- What to produce
Where the records below have a line with "Logged", that line is to be copied.

- Source data
Content starts
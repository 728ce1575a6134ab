use anyhow::{Context, bail};
use chrono::Utc;
use tokio::sync::{mpsc, oneshot};

use pzstore::catalog::{Catalog, CatalogFilter};
use pzstore::dashboard::{DashboardSummary, LicenseView};
use pzstore::error::{AppError, ErrorKind};
use pzstore::flows::{DomainChecker, LauncherProvisioning, RenewalNotice, ScriptPurchase, ThankYouState};
use pzstore::handlers::{self, ReturnEvent, ReturnOutcome};
use pzstore::models::{CheckoutKind, PaymentQuery, PaymentStatus, UpdateLicense};
use pzstore::payments::{self, PaymentPoller};
use pzstore::session::Language;
use pzstore::util::format_display_date;

use super::{App, Command, LicenseArgs};

pub async fn run(app: &App, command: Command) -> anyhow::Result<()> {
    match command {
        Command::Register { name, email, password } => {
            app.client.register(&name, &email, &password).await?;
            println!("Account created. Log in with `pzstore login`.");
        }
        Command::Login { email, password } => {
            app.client.login(&email, &password).await?;
            println!("Logged in.");
        }
        Command::Logout => {
            app.client.logout();
            println!("Logged out.");
        }
        Command::Language { language } => language_command(app, language)?,
        Command::Products { categories, subcategories } => products(app, categories, subcategories).await?,
        Command::Categories => categories(app).await?,
        Command::Dashboard => dashboard(app).await?,
        Command::Licenses => licenses(app).await?,
        Command::Scripts => scripts(app).await?,
        Command::CheckDomain { domain } => check_domain(app, &domain).await?,
        Command::EditLicense {
            token,
            domain,
            theme_url,
            update_url,
        } => {
            let update = UpdateLicense {
                domain,
                theme_url,
                update_url,
            };
            app.client.update_license(&token, &update).await?;
            println!("License {} updated.", token);
        }
        Command::Buy { product_id, license } => buy(app, &product_id, license).await?,
        Command::Renew { license } => renew(app, &license).await?,
        Command::AwaitPayment {
            payment_id,
            user_id,
            product_id,
            launcher,
            license,
        } => {
            let query = PaymentQuery {
                payment_id: Some(payment_id),
                user_id: Some(user_id),
                product_id: Some(product_id),
                ..PaymentQuery::default()
            };
            let kind = if launcher {
                CheckoutKind::Launcher
            } else {
                CheckoutKind::Script
            };
            await_payment(app, kind, query, license).await?;
        }
    }
    Ok(())
}

fn language_command(app: &App, language: Option<String>) -> anyhow::Result<()> {
    let session = app.client.session();
    match language {
        Some(raw) => {
            let language: Language = raw
                .parse()
                .map_err(|_| anyhow::anyhow!("Unknown language {raw:?}, use pt, en or es"))?;
            session.set_language(language);
            println!("Language set to {}.", language);
        }
        None => println!("{}", session.language()),
    }
    Ok(())
}

async fn products(app: &App, categories: Vec<String>, subcategories: Vec<String>) -> anyhow::Result<()> {
    let (products, category_list) = tokio::try_join!(app.client.products(), app.client.categories())?;
    let catalog = Catalog::new(products, category_list);
    let filter = CatalogFilter::with_selection(categories, subcategories);

    let shown = catalog.filtered(&filter);
    if shown.is_empty() {
        println!("No products match the selected filters.");
        return Ok(());
    }

    for product in shown {
        let category = product
            .category_id
            .as_deref()
            .and_then(|id| catalog.category_name(id))
            .unwrap_or("-");
        println!(
            "{}  {}  {}{}",
            product.id,
            product.name,
            product.display_price(),
            if product.is_launcher { "  [launcher]" } else { "" }
        );
        println!("    category: {}  tag: {}", category, product.tag.as_deref().unwrap_or("-"));
        if !product.subcategories.is_empty() {
            println!("    subcategories: {}", product.subcategories.join(", "));
        }
        println!("    {}", product.short_description().replace('\n', " "));
        if let Some(image) = product.image_url(&app.config.asset_url) {
            println!("    image: {}", image);
        }
        if let Some(video) = &product.video_url {
            println!("    video: {}", video);
        }
    }
    Ok(())
}

async fn categories(app: &App) -> anyhow::Result<()> {
    for category in app.client.categories().await? {
        println!("{}  {}", category.id, category.name);
        for sub in &category.subcategories {
            println!("    {}", sub);
        }
    }
    Ok(())
}

async fn dashboard(app: &App) -> anyhow::Result<()> {
    let (user, counts) = tokio::try_join!(app.client.me(), app.client.counts())?;
    let summary = DashboardSummary::build(&user, &counts, Utc::now());

    println!("Welcome, {}.", summary.name);
    println!("  Licenses:       {}", summary.total_licenses);
    println!("  Expiring soon:  {}", summary.expiring_soon);
    match summary.first_expired_at {
        Some(at) => println!("  Expired:        {} (since {})", summary.expired, format_display_date(&at)),
        None => println!("  Expired:        0"),
    }
    println!("  Products:       {}", summary.total_products);

    if !summary.recent_activity.is_empty() {
        println!("Recent activity:");
        for entry in &summary.recent_activity {
            println!(
                "  {:<16} {}  {}",
                entry.health.label(),
                entry.token,
                format_display_date(&entry.expiration_date)
            );
        }
    }
    Ok(())
}

async fn licenses(app: &App) -> anyhow::Result<()> {
    let user = app.client.me().await?;
    let views = LicenseView::list(&user.licenses, Utc::now());
    if views.is_empty() {
        println!("You have no launcher licenses yet.");
        return Ok(());
    }

    for view in views {
        println!(
            "{}  {}  expires {}  {:?}  downloader:{:?}  dashboard:{:?}",
            view.token,
            view.domain,
            format_display_date(&view.expiration_date),
            view.status,
            view.downloader,
            view.dashboard
        );
    }
    Ok(())
}

async fn scripts(app: &App) -> anyhow::Result<()> {
    let user = app.client.me().await?;
    if user.scripts.is_empty() {
        println!("You have no scripts yet.");
        return Ok(());
    }
    for script in &user.scripts {
        println!(
            "{}  {:?}  {}",
            script.product_name,
            script.status,
            script.download_link.as_deref().unwrap_or("-")
        );
    }
    Ok(())
}

async fn check_domain(app: &App, domain: &str) -> anyhow::Result<()> {
    let mut checker = DomainChecker::new(app.client.clone(), app.config.domain_debounce);
    checker.edit(domain);
    let state = checker.settled().await;
    if state.exists {
        println!("{} already has a license.", state.domain);
    } else {
        println!("{} is available.", state.domain);
    }
    Ok(())
}

async fn buy(app: &App, product_id: &str, license: LicenseArgs) -> anyhow::Result<()> {
    if !app.client.session().is_authenticated() {
        return Err(AppError::Unauthorized.into());
    }

    let products = app.client.products().await?;
    let product = products
        .iter()
        .find(|p| p.id == product_id)
        .ok_or_else(|| AppError::NotFound(format!("Product {product_id}")))?;

    let (tx, mut rx) = mpsc::channel(8);
    let listener = handlers::serve(&app.config.listen_addr(), tx).await?;
    let checkout = payments::start_purchase(&app.client, product, &listener.base_url()).await?;

    println!("Open this link to pay for {} ({}):", product.name, product.display_price());
    println!("  {}", checkout.init_point);
    println!("Waiting for the payment gateway to send you back...");

    let event = rx.recv().await.context("Return listener stopped")?;
    drop(listener);
    follow_return(app, event, checkout.kind, license).await
}

async fn renew(app: &App, license_ref: &str) -> anyhow::Result<()> {
    let user = app.client.me().await?;
    let license = user
        .licenses
        .iter()
        .find(|l| l.id == license_ref || l.token == license_ref)
        .ok_or_else(|| AppError::NotFound(format!("License {license_ref}")))?;

    let (tx, mut rx) = mpsc::channel(8);
    let listener = handlers::serve(&app.config.listen_addr(), tx).await?;
    let checkout = payments::start_renewal(&app.client, license, &listener.base_url()).await?;

    println!("Open this link to renew {} ({}):", license.token, license.domain);
    println!("  {}", checkout.init_point);

    let event = rx.recv().await.context("Return listener stopped")?;
    drop(listener);
    follow_return(app, event, CheckoutKind::Renewal, LicenseArgs::default()).await
}

async fn follow_return(
    app: &App,
    event: ReturnEvent,
    expected: CheckoutKind,
    license: LicenseArgs,
) -> anyhow::Result<()> {
    let kind = event.kind.unwrap_or(expected);
    match event.outcome {
        ReturnOutcome::Failed => {
            println!("The payment did not go through. Please contact support.");
            Ok(())
        }
        ReturnOutcome::Pending if kind == CheckoutKind::Renewal => {
            println!("{}", RenewalNotice::from_query(&event.query).message());
            Ok(())
        }
        ReturnOutcome::Pending => await_payment(app, kind, event.query, license).await,
        ReturnOutcome::Approved => thank_you(app, kind, event.query, license).await,
    }
}

/// Poll a pending payment, then finish it like an approved return.
async fn await_payment(
    app: &App,
    kind: CheckoutKind,
    query: PaymentQuery,
    license: LicenseArgs,
) -> anyhow::Result<()> {
    let (tx, rx) = oneshot::channel();
    let Some(_poller) = PaymentPoller::from_query(
        app.client.clone(),
        &query,
        app.config.poll_interval,
        move |session| {
            let _ = tx.send(session);
        },
    ) else {
        println!("We could not identify your payment. Please contact support.");
        return Ok(());
    };

    println!("Payment pending. Checking every {}s until it is approved...", app.config.poll_interval.as_secs());
    let session = rx.await.context("Payment polling stopped")?;

    let approved = PaymentQuery {
        payment_id: Some(session.payment_id),
        user_id: Some(session.user_id),
        product_id: Some(session.product_id),
        license_id: query.license_id,
        status: Some(PaymentStatus::Approved.as_str().to_string()),
    };
    thank_you(app, kind, approved, license).await
}

async fn thank_you(app: &App, kind: CheckoutKind, query: PaymentQuery, license: LicenseArgs) -> anyhow::Result<()> {
    match kind {
        CheckoutKind::Script => {
            let mut flow = ScriptPurchase::new(app.client.clone(), query);
            match flow.verify().await {
                ThankYouState::Success(_) => println!("Purchase complete. Your access has been released!"),
                ThankYouState::Error(failure) => {
                    println!("Please contact support.");
                    return Err(AppError::from(failure.clone()).into());
                }
                _ => {}
            }
            Ok(())
        }
        CheckoutKind::Launcher => provision(app, query, license).await,
        CheckoutKind::Renewal => {
            println!("{}", RenewalNotice::from_query(&query).message());
            Ok(())
        }
    }
}

async fn provision(app: &App, query: PaymentQuery, args: LicenseArgs) -> anyhow::Result<()> {
    let mut flow = LauncherProvisioning::new(app.client.clone(), query, app.config.domain_debounce);

    if let ThankYouState::Error(failure) = flow.verify().await {
        println!("Please contact support.");
        return Err(AppError::from(failure.clone()).into());
    }

    let interactive = args.domain.is_none() || args.theme_url.is_none() || args.update_url.is_none();
    let mut args = args;

    println!("Configure your launcher license.");
    loop {
        let domain = match args.domain.take() {
            Some(d) => d,
            None => prompt("Domain (example.com.br)").await?,
        };
        flow.set_domain(&domain);
        let theme_url = match args.theme_url.take() {
            Some(u) => u,
            None => prompt("Theme URL").await?,
        };
        flow.set_theme_url(&theme_url);
        let update_url = match args.update_url.take() {
            Some(u) => u,
            None => prompt("Update URL").await?,
        };
        flow.set_update_url(&update_url);

        if flow.domain_checked().await.exists {
            println!("{} already has a license. Choose another domain.", domain.trim());
            if !interactive {
                return Err(AppError::DuplicateDomain(domain.trim().to_string()).into());
            }
            continue;
        }

        match flow.submit().await {
            Ok(license) => {
                println!("License created!");
                println!("  Token:   {}", license.token);
                println!("  Expires: {}", format_display_date(&license.expiration_date));
                return Ok(());
            }
            Err(e) if e.kind() == ErrorKind::Authentication => return Err(e.into()),
            Err(e) => {
                println!("Could not save the license: {}", e);
                if !interactive {
                    return Err(e.into());
                }
            }
        }
    }
}

async fn prompt(label: &str) -> anyhow::Result<String> {
    let label = label.to_string();
    tokio::task::spawn_blocking(move || -> anyhow::Result<String> {
        use std::io::Write;
        print!("{}: ", label);
        std::io::stdout().flush()?;
        let mut line = String::new();
        if std::io::stdin().read_line(&mut line)? == 0 {
            bail!("Input closed");
        }
        Ok(line.trim().to_string())
    })
    .await?
}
Content ends
- Response area
            println!("Logged in.");
            println!("Logged out.");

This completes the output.